Mar 10 2011 | Posted by SSSandy

Lawyer, Cancer Researcher and Global Warming Expert USA-Bound

Three graduates of The University of Western Australia are among 26 Australians recognised as Fulbright Scholars in 2011.

Anna Rakoczy, a law firm senior associate, has been named a 2011 Fulbright Western Australia Scholar.  She will use her scholarship to complete a Masters in Law at Berkeley Law School.  Her aim is to make practical recommendations regarding the delivery of the Australian Employment Covenant, a national initiative which plans to place 50,000 Indigenous people into sustainable employment.  Since its launch in 2008, Ms Rakoczy has been working with the AEC as its only lawyer.

“If successful, the AEC has the capacity to break the cycles of unemployment, welfare dependency and disadvantage suffered by many Indigenous Australians,” Ms Rakoczy said.
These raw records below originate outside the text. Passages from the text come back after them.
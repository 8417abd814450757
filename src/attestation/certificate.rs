//! Attestation certificate helpers
//!
//! Shared parsing for `x5c` arrays and the X.509 extension lookups the
//! certificate-based formats need. `OpenSSL` handles keys and signatures;
//! `x509-parser` is used to read extensions and subject attributes.

use ciborium::value::Value;
use openssl::pkey::{PKey, Public};
use openssl::x509::X509;
use uuid::Uuid;
use x509_parser::prelude::{
    FromDer, GeneralName, ParsedExtension, X509Certificate, X509Extension, X509Version,
};

use crate::webauthn::cbor::{map_get, value_as_i64, CborMap};
use crate::webauthn::crypto::{der_to_pem, openssl_error};
use crate::webauthn::WebAuthnError;

/// FIDO `id-fido-gen-ce-aaguid` extension
pub const OID_FIDO_GEN_CE_AAGUID: &str = "1.3.6.1.4.1.45724.1.1.4";

fn invalid(message: impl Into<String>) -> WebAuthnError {
    WebAuthnError::InvalidAttestationStatement(message.into())
}

/// Read the `x5c` member: a non-empty array of DER certificates, leaf first
///
/// # Errors
/// Returns `InvalidAttestationStatement` when the member is missing, empty,
/// not an array of byte strings, or contains something that is not a
/// certificate
pub fn x5c_certificates(att_stmt: &CborMap) -> Result<Vec<Vec<u8>>, WebAuthnError> {
    let entries = map_get(att_stmt, "x5c")
        .ok_or_else(|| invalid("Missing x5c"))?
        .as_array()
        .ok_or_else(|| invalid("x5c must be an array"))?;

    if entries.is_empty() {
        return Err(invalid("x5c must not be empty"));
    }

    entries
        .iter()
        .map(|entry| {
            let der = entry
                .as_bytes()
                .ok_or_else(|| invalid("x5c entries must be byte strings"))?;
            X509::from_der(der).map_err(|_| invalid("x5c entry is not a certificate"))?;
            Ok(der.clone())
        })
        .collect()
}

/// Read the `sig` member
///
/// # Errors
/// Returns `InvalidAttestationStatement` when missing or not a byte string
pub fn signature(att_stmt: &CborMap) -> Result<Vec<u8>, WebAuthnError> {
    map_get(att_stmt, "sig")
        .and_then(Value::as_bytes)
        .cloned()
        .ok_or_else(|| invalid("Missing or invalid sig"))
}

/// Read the `alg` member
///
/// # Errors
/// Returns `InvalidAttestationStatement` when missing or not an integer
pub fn algorithm(att_stmt: &CborMap) -> Result<i64, WebAuthnError> {
    map_get(att_stmt, "alg")
        .and_then(value_as_i64)
        .ok_or_else(|| invalid("Missing or invalid alg"))
}

/// Convert a DER chain into PEM strings, preserving order
///
/// # Errors
/// Returns `InvalidAttestationStatement` if an entry is not a certificate
pub fn chain_to_pem(chain: &[Vec<u8>]) -> Result<Vec<String>, WebAuthnError> {
    chain.iter().map(|der| der_to_pem(der)).collect()
}

/// Public key of a DER certificate
///
/// # Errors
/// Returns `InvalidAttestationStatement` if the certificate cannot be read
pub fn public_key(der: &[u8]) -> Result<PKey<Public>, WebAuthnError> {
    let cert = X509::from_der(der).map_err(|_| invalid("Invalid certificate"))?;
    cert.public_key()
        .map_err(openssl_error("certificate public key"))
}

/// Parse a DER certificate for extension inspection
///
/// # Errors
/// Returns `InvalidAttestationStatement` if the DER is not a certificate
pub fn parse(der: &[u8]) -> Result<X509Certificate<'_>, WebAuthnError> {
    X509Certificate::from_der(der)
        .map(|(_, cert)| cert)
        .map_err(|_| invalid("Unable to parse certificate"))
}

/// Find an extension by dotted OID
#[must_use]
pub fn find_extension<'a>(
    cert: &'a X509Certificate<'a>,
    oid: &str,
) -> Option<&'a X509Extension<'a>> {
    cert.extensions()
        .iter()
        .find(|ext| ext.oid.to_id_string() == oid)
}

/// AAGUID carried in the FIDO certificate extension
///
/// # Errors
/// Returns `InvalidAttestationStatement` if the extension is critical or its
/// value is not an OCTET STRING holding 16 bytes
pub fn aaguid_extension(cert: &X509Certificate<'_>) -> Result<Option<Uuid>, WebAuthnError> {
    let Some(ext) = find_extension(cert, OID_FIDO_GEN_CE_AAGUID) else {
        return Ok(None);
    };
    if ext.critical {
        return Err(invalid("AAGUID extension must not be critical"));
    }

    let (_, object) =
        der_parser::parse_der(ext.value).map_err(|_| invalid("Invalid AAGUID extension"))?;
    let bytes = object
        .as_slice()
        .map_err(|_| invalid("AAGUID extension is not an OCTET STRING"))?;
    Uuid::from_slice(bytes)
        .map(Some)
        .map_err(|_| invalid("AAGUID extension must hold 16 bytes"))
}

/// Whether basic constraints mark the certificate as a CA
#[must_use]
pub fn is_ca(cert: &X509Certificate<'_>) -> bool {
    cert.extensions()
        .iter()
        .any(|ext| matches!(ext.parsed_extension(), ParsedExtension::BasicConstraints(bc) if bc.ca))
}

/// Whether the certificate is X.509 version 3
#[must_use]
pub fn is_v3(cert: &X509Certificate<'_>) -> bool {
    cert.version() == X509Version::V3
}

/// Whether the certificate has a DNS subject alternative name equal to `host`,
/// or a subject common name equal to it when no SAN is present
#[must_use]
pub fn is_issued_to(cert: &X509Certificate<'_>, host: &str) -> bool {
    let mut saw_san = false;
    for ext in cert.extensions() {
        if let ParsedExtension::SubjectAlternativeName(san) = ext.parsed_extension() {
            saw_san = true;
            if san
                .general_names
                .iter()
                .any(|name| matches!(name, GeneralName::DNSName(dns) if *dns == host))
            {
                return true;
            }
        }
    }
    !saw_san
        && cert
            .subject()
            .iter_common_name()
            .any(|cn| cn.as_str().is_ok_and(|value| value == host))
}

/// Build the trust path PEM chain for a DER `x5c`
///
/// # Errors
/// Returns `InvalidAttestationStatement` if an entry is not a certificate
pub fn trust_path(chain: &[Vec<u8>]) -> Result<super::TrustPath, WebAuthnError> {
    Ok(super::TrustPath::CertificateChain(chain_to_pem(chain)?))
}

#[cfg(test)]
mod tests {
    use super::*;
    use crate::webauthn::cbor::int;

    #[test]
    fn test_x5c_structure_checks() {
        let missing: CborMap = vec![];
        assert!(matches!(
            x5c_certificates(&missing),
            Err(WebAuthnError::InvalidAttestationStatement(_))
        ));

        let empty: CborMap = vec![(Value::Text("x5c".to_string()), Value::Array(vec![]))];
        assert!(matches!(
            x5c_certificates(&empty),
            Err(WebAuthnError::InvalidAttestationStatement(_))
        ));

        let garbage: CborMap = vec![(
            Value::Text("x5c".to_string()),
            Value::Array(vec![Value::Bytes(b"FOO".to_vec())]),
        )];
        assert!(matches!(
            x5c_certificates(&garbage),
            Err(WebAuthnError::InvalidAttestationStatement(_))
        ));
    }

    #[test]
    fn test_sig_and_alg_members() {
        let stmt: CborMap = vec![
            (Value::Text("alg".to_string()), int(-7)),
            (Value::Text("sig".to_string()), Value::Bytes(vec![1, 2, 3])),
        ];
        assert_eq!(algorithm(&stmt).unwrap(), -7);
        assert_eq!(signature(&stmt).unwrap(), vec![1, 2, 3]);

        let wrong: CborMap = vec![(Value::Text("alg".to_string()), Value::Text("ES256".to_string()))];
        assert!(algorithm(&wrong).is_err());
        assert!(signature(&wrong).is_err());
    }
}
Stephen McAnearney has recently completed Bachelors of Science and Engineering degrees with First Class Honours.  He has been named a 2011 Fulbright Postgraduate Scholar and is planning to undertake a PhD in the United States to develop small medically implantable devices for cancer detection and monitoring.

“One of the main challenges in minimising the impact of cancer lies in early detection,” Mr McAnearney said.  “A new focus in cancer research has been on the monitoring and detection of tumours through devices small enough to fit into the bore of a biopsy needle.”

Gar-Wing Truong is the winner of the 2011 Fulbright Postgraduate Alumni (WG Walker) Scholarship and is the Fulbright Telstra Scholar.  He will further his PhD research in high-sensitivity measurements of gas properties using a novel optical analysis technique based on laser spectrometry at the National Institute of Standards and Technology in Maryland, US.

“This research is of particular significance to Australia, if it is to take the lead in global warming abatement policy and research,” Mr Truong said.  

The prestigious Fulbright program is the largest educational scholarship of its kind, created by US Senator J. William Fulbright and the US Government in 1946.  Aimed at promoting mutual understanding through educational exchange, it operates between the US and 155 countries.